What you should do:
Gather each line of the records where "ExpirationMode" appears.

Data records:
*** Block opens ***

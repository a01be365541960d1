use super::http::{RestClient, api_key_headers, json_millis, parse_rate};
use super::strategy::connect_with;
use super::{
    AdapterSettings, ConnectionConfig, FetchStrategy, FundingEntry, MarketConnector, MarketType,
    Markets, Retrieval, StrategyAdapter,
};
use crate::errors::ExchangeError;
use crate::normalize::{SETTLEMENT_FIELDS, SettlementPolicy};
use async_trait::async_trait;
use serde::Deserialize;
use std::collections::BTreeMap;
use std::time::Duration;

pub const NAME: &str = "bitget";

/// Header carrying the optional API key.
const API_KEY_HEADER: &str = "access-key";

const BASE_URL: &str = "https://api.bitget.com";
const PRODUCT_TYPE: &str = "USDT-FUTURES";
const SUCCESS: &str = "00000";

/// Bitget settles every 8 hours at 00:00, 08:00 and 16:00 UTC.
const SETTLEMENT_CADENCE: Duration = Duration::from_secs(8 * 60 * 60);

#[derive(Debug, Deserialize)]
struct BitgetResponse<T> {
    code: String,
    #[serde(default)]
    msg: String,
    data: Option<T>,
}

impl<T> BitgetResponse<T> {
    fn into_data(self) -> Result<T, ExchangeError> {
        if self.code != SUCCESS {
            return Err(ExchangeError::Rejected(format!(
                "Bitget code {}: {}",
                self.code, self.msg
            )));
        }
        self.data
            .ok_or_else(|| ExchangeError::UnexpectedData("Bitget response without data".to_string()))
    }
}

#[derive(Debug, Deserialize)]
#[serde(rename_all = "camelCase")]
struct Contract {
    symbol: String,
    base_coin: String,
    quote_coin: String,
    #[serde(default)]
    symbol_type: String,
    #[serde(default)]
    symbol_status: String,
}

pub struct BitgetConnector {
    http: RestClient,
    markets: Markets,
}

impl BitgetConnector {
    pub fn connect(config: &ConnectionConfig) -> Result<Box<dyn MarketConnector>, ExchangeError> {
        tracing::debug!(
            "[{NAME}] opening {:?} session, authenticated: {}",
            config.market_type,
            config.credentials.is_some()
        );

        let headers = api_key_headers(API_KEY_HEADER, config.credentials.as_ref())?;

        Ok(Box::new(Self {
            http: RestClient::new(config, headers)?,
            markets: Markets::default(),
        }))
    }

    async fn tickers(&self) -> Result<BTreeMap<String, FundingEntry>, ExchangeError> {
        let url = format!("{BASE_URL}/api/v2/mix/market/tickers?productType={PRODUCT_TYPE}");
        let list = self
            .http
            .get_json::<BitgetResponse<Vec<serde_json::Value>>>(&url)
            .await?
            .into_data()?;

        Ok(ticker_entries(&self.markets, list))
    }
}

/// Tickers carry no settlement field, so the raw payload is probed first
/// and the fixed cadence is used when it has nothing either.
pub fn strategy() -> FetchStrategy {
    FetchStrategy {
        market_type: MarketType::Swap,
        rate_limit: Duration::from_millis(50),
        primary: Retrieval::BulkFunding,
        fallback: Some(Retrieval::Tickers),
        settlement: SettlementPolicy {
            fields: SETTLEMENT_FIELDS,
            info_fields: &["nextFundingTime", "nextUpdate"],
            cadence: Some(SETTLEMENT_CADENCE),
        },
    }
}

pub fn adapter(settings: AdapterSettings) -> StrategyAdapter {
    StrategyAdapter::new(NAME, strategy(), settings, connect_with(BitgetConnector::connect))
}

fn perpetual_markets(contracts: Vec<Contract>) -> Markets {
    let mut markets = Markets::default();
    for c in contracts {
        if c.symbol_type == "perpetual" && c.symbol_status == "normal" {
            // USDT-FUTURES contracts are all margined and settled in the quote coin
            markets.insert(&c.symbol, &c.base_coin, &c.quote_coin, &c.quote_coin);
        }
    }
    markets
}

fn ticker_entries(markets: &Markets, list: Vec<serde_json::Value>) -> BTreeMap<String, FundingEntry> {
    let mut entries = BTreeMap::new();

    for info in list {
        let Some(symbol) = info.get("symbol").and_then(|s| s.as_str()) else {
            continue;
        };
        let symbol = markets.symbol(symbol);

        let funding_rate = info
            .get("fundingRate")
            .and_then(|r| r.as_str())
            .and_then(parse_rate);

        let mut timestamps = BTreeMap::new();
        if let Some(ms) = info.get("fundingTime").and_then(json_millis) {
            timestamps.insert("fundingTime".to_string(), ms);
        }

        entries.insert(
            symbol,
            FundingEntry {
                funding_rate,
                timestamps,
                info,
            },
        );
    }

    entries
}

#[async_trait]
impl MarketConnector for BitgetConnector {
    async fn load_markets(&mut self) -> Result<usize, ExchangeError> {
        let url = format!("{BASE_URL}/api/v2/mix/market/contracts?productType={PRODUCT_TYPE}");
        let contracts = self
            .http
            .get_json::<BitgetResponse<Vec<Contract>>>(&url)
            .await?
            .into_data()?;

        self.markets = perpetual_markets(contracts);
        Ok(self.markets.len())
    }

    fn has_bulk_funding(&self) -> bool {
        true
    }

    /// The USDT-FUTURES ticker list doubles as the bulk funding source.
    async fn fetch_funding_rates(&self) -> Result<BTreeMap<String, FundingEntry>, ExchangeError> {
        self.tickers().await
    }

    async fn fetch_tickers(&self) -> Result<BTreeMap<String, FundingEntry>, ExchangeError> {
        self.tickers().await
    }
}
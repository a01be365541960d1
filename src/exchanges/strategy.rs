use super::{ConnectionConfig, Credentials, Exchange, FundingEntry, MarketConnector, MarketType};
use crate::errors::ExchangeError;
use crate::models::RawQuote;
use crate::normalize::SettlementPolicy;
use async_trait::async_trait;
use std::collections::BTreeMap;
use std::sync::Arc;
use std::time::Duration;

/// Ways of obtaining funding data from a connector.
#[derive(Debug, Clone, Copy, PartialEq, Eq)]
pub enum Retrieval {
    /// One call returning every instrument's funding data.
    BulkFunding,
    /// Ticker snapshot, keeping only tickers that carry a funding rate.
    Tickers,
}

/// Per-exchange retrieval recipe.
#[derive(Debug, Clone)]
pub struct FetchStrategy {
    pub market_type: MarketType,
    pub rate_limit: Duration,
    pub primary: Retrieval,
    pub fallback: Option<Retrieval>,
    pub settlement: SettlementPolicy,
}

/// Per-deployment connection settings.
#[derive(Debug, Clone)]
pub struct AdapterSettings {
    pub timeout: Duration,
    pub credentials: Option<Credentials>,
}

pub type Connect =
    Arc<dyn Fn(&ConnectionConfig) -> Result<Box<dyn MarketConnector>, ExchangeError> + Send + Sync>;

pub fn connect_with<F>(f: F) -> Connect
where
    F: Fn(&ConnectionConfig) -> Result<Box<dyn MarketConnector>, ExchangeError>
        + Send
        + Sync
        + 'static,
{
    Arc::new(f)
}

/// Drives one exchange's connector through its `FetchStrategy`.
pub struct StrategyAdapter {
    name: &'static str,
    strategy: FetchStrategy,
    settings: AdapterSettings,
    connect: Connect,
}

impl StrategyAdapter {
    pub fn new(
        name: &'static str,
        strategy: FetchStrategy,
        settings: AdapterSettings,
        connect: Connect,
    ) -> Self {
        Self {
            name,
            strategy,
            settings,
            connect,
        }
    }

    fn connection_config(&self) -> ConnectionConfig {
        ConnectionConfig {
            market_type: self.strategy.market_type,
            timeout: self.settings.timeout,
            rate_limit: self.strategy.rate_limit,
            credentials: self.settings.credentials.clone(),
        }
    }

    async fn retrieve(
        &self,
        connector: &dyn MarketConnector,
        method: Retrieval,
    ) -> Result<BTreeMap<String, FundingEntry>, ExchangeError> {
        match method {
            Retrieval::BulkFunding => {
                if !connector.has_bulk_funding() {
                    return Err(ExchangeError::Unsupported("bulk funding rates"));
                }
                connector.fetch_funding_rates().await
            }
            Retrieval::Tickers => Ok(funding_from_tickers(connector.fetch_tickers().await?)),
        }
    }

    /// Pushes quotes into `quotes` as they are produced so a late failure
    /// still leaves the earlier ones for the caller.
    async fn collect(&self, quotes: &mut Vec<RawQuote>) -> Result<(), ExchangeError> {
        let name = self.name;
        let mut connector = (self.connect)(&self.connection_config())?;

        let loaded = connector.load_markets().await?;
        tracing::debug!("[{name}] loaded {loaded} markets");

        let entries = match self.retrieve(connector.as_ref(), self.strategy.primary).await {
            Ok(entries) => entries,
            Err(e) => {
                let Some(fallback) = self.strategy.fallback else {
                    return Err(e);
                };
                match &e {
                    ExchangeError::Unsupported(_) => {
                        tracing::debug!("[{name}] {e}, using {fallback:?}")
                    }
                    _ => tracing::warn!("[{name}] primary retrieval failed: {e}, using {fallback:?}"),
                }
                self.retrieve(connector.as_ref(), fallback).await?
            }
        };

        for (symbol, entry) in entries {
            let Some(rate) = entry.funding_rate else {
                continue;
            };
            quotes.push(RawQuote {
                exchange: name,
                symbol,
                rate,
                timestamps: entry.timestamps,
                info: entry.info,
            });
        }

        Ok(())
    }
}

/// Keeps tickers with a funding rate; the settlement time, if any, is
/// carried under `fundingTimestamp`.
fn funding_from_tickers(tickers: BTreeMap<String, FundingEntry>) -> BTreeMap<String, FundingEntry> {
    tickers
        .into_iter()
        .filter(|(_, t)| t.funding_rate.is_some())
        .map(|(symbol, ticker)| {
            let next = ticker
                .timestamps
                .get("nextFundingTime")
                .or_else(|| ticker.timestamps.get("fundingTimestamp"))
                .copied();

            let entry = FundingEntry {
                funding_rate: ticker.funding_rate,
                timestamps: next
                    .map(|ms| BTreeMap::from([("fundingTimestamp".to_string(), ms)]))
                    .unwrap_or_default(),
                info: ticker.info,
            };
            (symbol, entry)
        })
        .collect()
}

#[async_trait]
impl Exchange for StrategyAdapter {
    fn name(&self) -> &'static str {
        self.name
    }

    fn settlement(&self) -> &SettlementPolicy {
        &self.strategy.settlement
    }

    async fn fetch(&self) -> Vec<RawQuote> {
        let mut quotes = Vec::new();

        if let Err(e) = self.collect(&mut quotes).await {
            tracing::error!("[{}] Error fetching funding rates: {}", self.name, e);
            metrics::counter!("funding_exchange_failures_total", "exchange" => self.name)
                .increment(1);
        }

        quotes
    }
}
use serde::{Deserialize, Serialize};
use std::collections::BTreeMap;

/// Shown in place of a settlement time an exchange did not report.
pub const NO_DATA: &str = "N/A";

/// One exchange's funding quote exactly as the connector produced it.
/// Lives for a single refresh cycle.
#[derive(Debug, Clone)]
pub struct RawQuote {
    pub exchange: &'static str,
    pub symbol: String,
    pub rate: f64,
    /// Candidate settlement fields keyed by the name the exchange used.
    pub timestamps: BTreeMap<String, i64>,
    /// Raw exchange payload, probed by quirk hooks for nested fields.
    pub info: serde_json::Value,
}

#[derive(Debug, Clone, PartialEq)]
pub struct CanonicalQuote {
    pub exchange: &'static str,
    pub symbol: String,
    pub rate: f64,
    pub next_funding_ms: Option<i64>,
}

/// Per-exchange cell of an aggregated record. `None` means "no data",
/// never zero.
#[derive(Debug, Clone, Default, PartialEq, Serialize, Deserialize)]
pub struct ExchangeFunding {
    pub rate: Option<f64>,
    #[serde(default, with = "display_time")]
    pub next_funding: Option<String>,
}

#[derive(Debug, Clone, PartialEq, Serialize, Deserialize)]
pub struct AggregatedRecord {
    pub symbol: String,
    pub exchanges: BTreeMap<String, ExchangeFunding>,
}

impl AggregatedRecord {
    pub fn rate(&self, exchange: &str) -> Option<f64> {
        self.exchanges.get(exchange).and_then(|f| f.rate)
    }
}

/// Serializes a missing display time as the `NO_DATA` sentinel and reads the
/// sentinel (or null) back as `None`.
mod display_time {
    use super::NO_DATA;
    use serde::{Deserialize, Deserializer, Serializer};

    pub fn serialize<S: Serializer>(value: &Option<String>, s: S) -> Result<S::Ok, S::Error> {
        s.serialize_str(value.as_deref().unwrap_or(NO_DATA))
    }

    pub fn deserialize<'de, D: Deserializer<'de>>(d: D) -> Result<Option<String>, D::Error> {
        let raw = Option::<String>::deserialize(d)?;
        Ok(raw.filter(|s| s != NO_DATA && !s.is_empty()))
    }
}

#[cfg(test)]
mod tests {
    use super::*;

    #[test]
    fn missing_time_serializes_as_sentinel_and_reads_back_as_none() {
        let cell = ExchangeFunding {
            rate: None,
            next_funding: None,
        };
        let json = serde_json::to_value(&cell).unwrap();
        assert_eq!(json["rate"], serde_json::Value::Null);
        assert_eq!(json["next_funding"], NO_DATA);

        let back: ExchangeFunding = serde_json::from_value(json).unwrap();
        assert_eq!(back, cell);
    }

    #[test]
    fn pushed_cell_may_omit_time() {
        let cell: ExchangeFunding = serde_json::from_str(r#"{"rate": 0.0001}"#).unwrap();
        assert_eq!(cell.rate, Some(0.0001));
        assert_eq!(cell.next_funding, None);
    }
}
pub mod store;

use crate::models::AggregatedRecord;
use chrono::{DateTime, Utc};
use serde::{Deserialize, Serialize};
use std::sync::Arc;
pub use store::SnapshotStore;

#[derive(Debug, Clone, Copy, PartialEq, Eq, Serialize, Deserialize)]
#[serde(rename_all = "lowercase")]
pub enum SnapshotStatus {
    Initializing,
    Updated,
    Empty,
    Error,
}

/// One published aggregation result. Never mutated once published; status
/// changes publish a new `Snapshot` sharing the same records.
#[derive(Debug, Clone)]
pub struct Snapshot {
    pub generated_at: Option<DateTime<Utc>>,
    pub records: Arc<Vec<AggregatedRecord>>,
    pub exchanges: Vec<String>,
    pub status: SnapshotStatus,
    pub last_success: Option<DateTime<Utc>>,
    pub error: Option<String>,
}

impl Snapshot {
    pub fn initializing(exchanges: Vec<String>) -> Self {
        Self {
            generated_at: None,
            records: Arc::new(Vec::new()),
            exchanges,
            status: SnapshotStatus::Initializing,
            last_success: None,
            error: None,
        }
    }

    pub fn len(&self) -> usize {
        self.records.len()
    }

    pub fn is_empty(&self) -> bool {
        self.records.is_empty()
    }
}
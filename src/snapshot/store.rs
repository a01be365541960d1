use super::{Snapshot, SnapshotStatus};
use crate::models::AggregatedRecord;
use chrono::{DateTime, Utc};
use parking_lot::RwLock;
use std::sync::Arc;

/// Holds the currently published snapshot. Writers swap in a whole new
/// `Arc<Snapshot>`; readers clone the `Arc` and never see a partial write.
#[derive(Clone)]
pub struct SnapshotStore {
    inner: Arc<RwLock<Arc<Snapshot>>>,
}

impl SnapshotStore {
    pub fn new(exchanges: Vec<String>) -> Self {
        Self {
            inner: Arc::new(RwLock::new(Arc::new(Snapshot::initializing(exchanges)))),
        }
    }

    /// The latest published snapshot. Never waits on a refresh cycle.
    pub fn current(&self) -> Arc<Snapshot> {
        self.inner.read().clone()
    }

    /// Replaces records and timestamps wholesale and marks the snapshot updated.
    pub fn publish(
        &self,
        records: Vec<AggregatedRecord>,
        exchanges: Vec<String>,
        generated_at: DateTime<Utc>,
    ) {
        let next = Snapshot {
            generated_at: Some(generated_at),
            records: Arc::new(records),
            exchanges,
            status: SnapshotStatus::Updated,
            last_success: Some(Utc::now()),
            error: None,
        };
        *self.inner.write() = Arc::new(next);
    }

    /// Keeps the previous records and success timestamp.
    pub fn mark_empty(&self) {
        self.transition(SnapshotStatus::Empty, None);
    }

    /// Keeps the previous records and success timestamp.
    pub fn mark_error(&self, detail: String) {
        self.transition(SnapshotStatus::Error, Some(detail));
    }

    fn transition(&self, status: SnapshotStatus, error: Option<String>) {
        let mut guard = self.inner.write();
        let next = Snapshot {
            status,
            error,
            ..(**guard).clone()
        };
        *guard = Arc::new(next);
    }
}
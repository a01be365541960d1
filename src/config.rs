use crate::exchanges::{self, Credentials};
use anyhow::{Context, bail};
use chrono::{FixedOffset, Offset, Utc};
use std::collections::HashMap;
use std::env;
use std::str::FromStr;
use std::time::Duration;

#[derive(Debug, Clone)]
pub struct Config {
    pub api_port: u16,
    /// Polled exchanges, in display order.
    pub exchanges: Vec<String>,
    pub reference_exchange: String,
    pub reference_currency: String,
    pub refresh_interval: Duration,
    pub request_timeout: Duration,
    pub display_offset: FixedOffset,
    /// Shared secret for the push endpoint. `None` disables pushing.
    pub ingest_secret: Option<String>,
    /// Run the local refresh loop. Off when a remote agent pushes snapshots.
    pub local_refresh: bool,
    pub log_json: bool,
    pub credentials: HashMap<String, Credentials>,
}

impl Default for Config {
    fn default() -> Self {
        Self {
            api_port: 3000,
            exchanges: vec!["binance".into(), "bybit".into(), "bitget".into()],
            reference_exchange: "binance".into(),
            reference_currency: "USDT".into(),
            refresh_interval: Duration::from_secs(60),
            request_timeout: Duration::from_millis(10_000),
            display_offset: FixedOffset::east_opt(8 * 3600).unwrap_or_else(|| Utc.fix()),
            ingest_secret: None,
            local_refresh: true,
            log_json: false,
            credentials: HashMap::new(),
        }
    }
}

impl Config {
    pub fn from_env() -> anyhow::Result<Self> {
        dotenvy::dotenv().ok();
        Self::from_lookup(|key| env::var(key).ok())
    }

    /// Builds the config from any key lookup; blank values count as unset.
    pub fn from_lookup<F>(lookup: F) -> anyhow::Result<Self>
    where
        F: Fn(&str) -> Option<String>,
    {
        let var = |key: &str| {
            lookup(key)
                .map(|v| v.trim().to_string())
                .filter(|v| !v.is_empty())
        };
        let defaults = Self::default();

        // default to all supported exchanges if EXCHANGES is not set
        let exchanges = match var("EXCHANGES") {
            Some(list) => parse_exchange_list(&list)?,
            None => defaults.exchanges,
        };

        let reference_exchange = var("REFERENCE_EXCHANGE")
            .map(|s| s.to_lowercase())
            .unwrap_or(defaults.reference_exchange);
        if !exchanges.contains(&reference_exchange) {
            bail!("REFERENCE_EXCHANGE {reference_exchange} is not in EXCHANGES {exchanges:?}");
        }

        let offset_hours: i32 = parse_var(&var, "DISPLAY_UTC_OFFSET_HOURS")?.unwrap_or(8);
        let display_offset = FixedOffset::east_opt(offset_hours * 3600)
            .with_context(|| format!("DISPLAY_UTC_OFFSET_HOURS out of range: {offset_hours}"))?;

        let refresh_secs: u64 = parse_var(&var, "REFRESH_INTERVAL_SECS")?.unwrap_or(60);
        if refresh_secs == 0 {
            bail!("REFRESH_INTERVAL_SECS must be at least 1");
        }

        let timeout_ms: u64 = parse_var(&var, "REQUEST_TIMEOUT_MS")?.unwrap_or(10_000);
        if timeout_ms == 0 {
            bail!("REQUEST_TIMEOUT_MS must be at least 1");
        }

        let credentials = exchanges
            .iter()
            .filter_map(|name| {
                let prefix = name.to_uppercase();
                let api_key = var(&format!("{prefix}_API_KEY"))?;
                let secret = var(&format!("{prefix}_SECRET"))?;
                Some((name.clone(), Credentials { api_key, secret }))
            })
            .collect();

        Ok(Self {
            api_port: parse_var(&var, "API_PORT")?.unwrap_or(defaults.api_port),
            exchanges,
            reference_exchange,
            reference_currency: var("REFERENCE_CURRENCY")
                .map(|s| s.to_uppercase())
                .unwrap_or(defaults.reference_currency),
            refresh_interval: Duration::from_secs(refresh_secs),
            request_timeout: Duration::from_millis(timeout_ms),
            display_offset,
            ingest_secret: var("INGEST_SECRET"),
            local_refresh: parse_flag(var("LOCAL_REFRESH").as_deref()).unwrap_or(true),
            log_json: var("LOG_FORMAT").is_some_and(|f| f.eq_ignore_ascii_case("json")),
            credentials,
        })
    }
}

fn parse_var<T, V>(var: &V, key: &str) -> anyhow::Result<Option<T>>
where
    T: FromStr,
    T::Err: std::error::Error + Send + Sync + 'static,
    V: Fn(&str) -> Option<String>,
{
    var(key)
        .map(|raw| {
            raw.parse::<T>()
                .with_context(|| format!("{key} has an invalid value: {raw}"))
        })
        .transpose()
}

fn parse_flag(raw: Option<&str>) -> Option<bool> {
    match raw?.to_lowercase().as_str() {
        "1" | "true" | "yes" | "on" => Some(true),
        "0" | "false" | "no" | "off" => Some(false),
        _ => None,
    }
}

fn parse_exchange_list(raw: &str) -> anyhow::Result<Vec<String>> {
    let mut names: Vec<String> = Vec::new();
    for name in raw.split(',').map(|s| s.trim().to_lowercase()) {
        if name.is_empty() || names.contains(&name) {
            continue;
        }
        if !exchanges::is_supported(&name) {
            bail!("EXCHANGES lists unsupported exchange: {name}");
        }
        names.push(name);
    }
    if names.is_empty() {
        bail!("EXCHANGES must name at least one exchange");
    }
    Ok(names)
}
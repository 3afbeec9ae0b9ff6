//! Configuration Module
//!
//! Handles choosing the expiration design and its timing parameters, either
//! programmatically or from environment variables.

use std::env;
use std::time::Duration;

// == Defaults ==
/// TTL substituted when a zero TTL is configured.
pub const DEFAULT_EXPIRATION: Duration = Duration::from_secs(5 * 60);

/// Sweep interval substituted when a zero interval is configured (flat-map mode).
pub const DEFAULT_SWEEP_INTERVAL: Duration = Duration::from_secs(5 * 60);

/// Fixed tick of the aging-list sweeper. Not configurable.
pub const AGING_TICK: Duration = Duration::from_secs(1);

/// Default bound on how long `store` waits for the sweeper to accept a renewal.
pub const DEFAULT_HANDOFF_TIMEOUT: Duration = Duration::from_secs(5);

// == Expiration Mode ==
/// Which expiration design backs a cache instance.
#[derive(Debug, Clone, Copy, PartialEq, Eq, Default)]
pub enum ExpirationMode {
    /// Uniform TTL, renewal-ordered aging list, O(1) amortized expiration.
    #[default]
    AgingList,
    /// Single locked map with per-key TTLs, lazy checks and full periodic scans.
    FlatMap,
}

impl ExpirationMode {
    fn parse(raw: &str) -> Option<Self> {
        match raw.trim().to_ascii_lowercase().as_str() {
            "aging" | "aging-list" | "aging_list" => Some(Self::AgingList),
            "flat" | "flat-map" | "flat_map" => Some(Self::FlatMap),
            _ => None,
        }
    }
}

/// Cache configuration parameters.
///
/// Zero durations are never rejected; [`CacheConfig::normalized`] replaces them
/// with the documented defaults.
#[derive(Debug, Clone, PartialEq, Eq)]
pub struct CacheConfig {
    /// Expiration design
    pub mode: ExpirationMode,
    /// Time-to-live applied by `store`
    pub ttl: Duration,
    /// Full-scan period for flat-map mode (ignored by aging-list mode)
    pub sweep_interval: Duration,
    /// Upper bound on the renewal handoff, `None` waits indefinitely
    pub handoff_timeout: Option<Duration>,
}

impl Default for CacheConfig {
    fn default() -> Self {
        Self {
            mode: ExpirationMode::AgingList,
            ttl: DEFAULT_EXPIRATION,
            sweep_interval: DEFAULT_SWEEP_INTERVAL,
            handoff_timeout: Some(DEFAULT_HANDOFF_TIMEOUT),
        }
    }
}

impl CacheConfig {
    /// Creates a configuration with default values.
    pub fn new() -> Self {
        Self::default()
    }

    /// Creates a new CacheConfig by loading values from environment variables.
    ///
    /// # Environment Variables
    /// - `CACHE_MODE` - `aging` or `flat` (default: aging)
    /// - `CACHE_TTL_SECS` - TTL in seconds (default: 300)
    /// - `CACHE_SWEEP_INTERVAL_SECS` - Flat-map scan period in seconds (default: 300)
    /// - `CACHE_HANDOFF_TIMEOUT_MS` - Renewal handoff bound, 0 disables it (default: 5000)
    pub fn from_env() -> Self {
        let defaults = Self::default();
        Self {
            mode: env::var("CACHE_MODE")
                .ok()
                .and_then(|v| ExpirationMode::parse(&v))
                .unwrap_or(defaults.mode),
            ttl: env::var("CACHE_TTL_SECS")
                .ok()
                .and_then(|v| v.parse().ok())
                .map(Duration::from_secs)
                .unwrap_or(defaults.ttl),
            sweep_interval: env::var("CACHE_SWEEP_INTERVAL_SECS")
                .ok()
                .and_then(|v| v.parse().ok())
                .map(Duration::from_secs)
                .unwrap_or(defaults.sweep_interval),
            handoff_timeout: match env::var("CACHE_HANDOFF_TIMEOUT_MS")
                .ok()
                .and_then(|v| v.parse::<u64>().ok())
            {
                Some(0) => None,
                Some(ms) => Some(Duration::from_millis(ms)),
                None => defaults.handoff_timeout,
            },
        }
    }

    pub fn with_mode(mut self, mode: ExpirationMode) -> Self {
        self.mode = mode;
        self
    }

    pub fn with_ttl(mut self, ttl: Duration) -> Self {
        self.ttl = ttl;
        self
    }

    pub fn with_sweep_interval(mut self, interval: Duration) -> Self {
        self.sweep_interval = interval;
        self
    }

    pub fn with_handoff_timeout(mut self, timeout: Duration) -> Self {
        self.handoff_timeout = Some(timeout);
        self
    }

    /// Lets `store` wait for the sweeper without bound.
    pub fn without_handoff_timeout(mut self) -> Self {
        self.handoff_timeout = None;
        self
    }

    // == Normalize ==
    /// Returns a copy with defaults substituted for zero durations.
    ///
    /// A zero TTL becomes [`DEFAULT_EXPIRATION`]. In aging-list mode the sweep
    /// interval is always [`AGING_TICK`]; in flat-map mode a zero interval
    /// becomes [`DEFAULT_SWEEP_INTERVAL`]. A zero handoff timeout disables it.
    pub fn normalized(&self) -> Self {
        let ttl = if self.ttl.is_zero() {
            DEFAULT_EXPIRATION
        } else {
            self.ttl
        };
        let sweep_interval = match self.mode {
            ExpirationMode::AgingList => AGING_TICK,
            ExpirationMode::FlatMap if self.sweep_interval.is_zero() => DEFAULT_SWEEP_INTERVAL,
            ExpirationMode::FlatMap => self.sweep_interval,
        };
        Self {
            mode: self.mode,
            ttl,
            sweep_interval,
            handoff_timeout: self.handoff_timeout.filter(|t| !t.is_zero()),
        }
    }
}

*** Block closes ***

Task output:
pub enum ExpirationMode {
impl ExpirationMode {
    pub mode: ExpirationMode,
            mode: ExpirationMode::AgingList,
                .and_then(|v| ExpirationMode::parse(&v))
    pub fn with_mode(mut self, mode: ExpirationMode) -> Self {
            ExpirationMode::AgingList => AGING_TICK,
            ExpirationMode::FlatMap if self.sweep_interval.is_zero() => DEFAULT_SWEEP_INTERVAL,
            ExpirationMode::FlatMap => self.sweep_interval,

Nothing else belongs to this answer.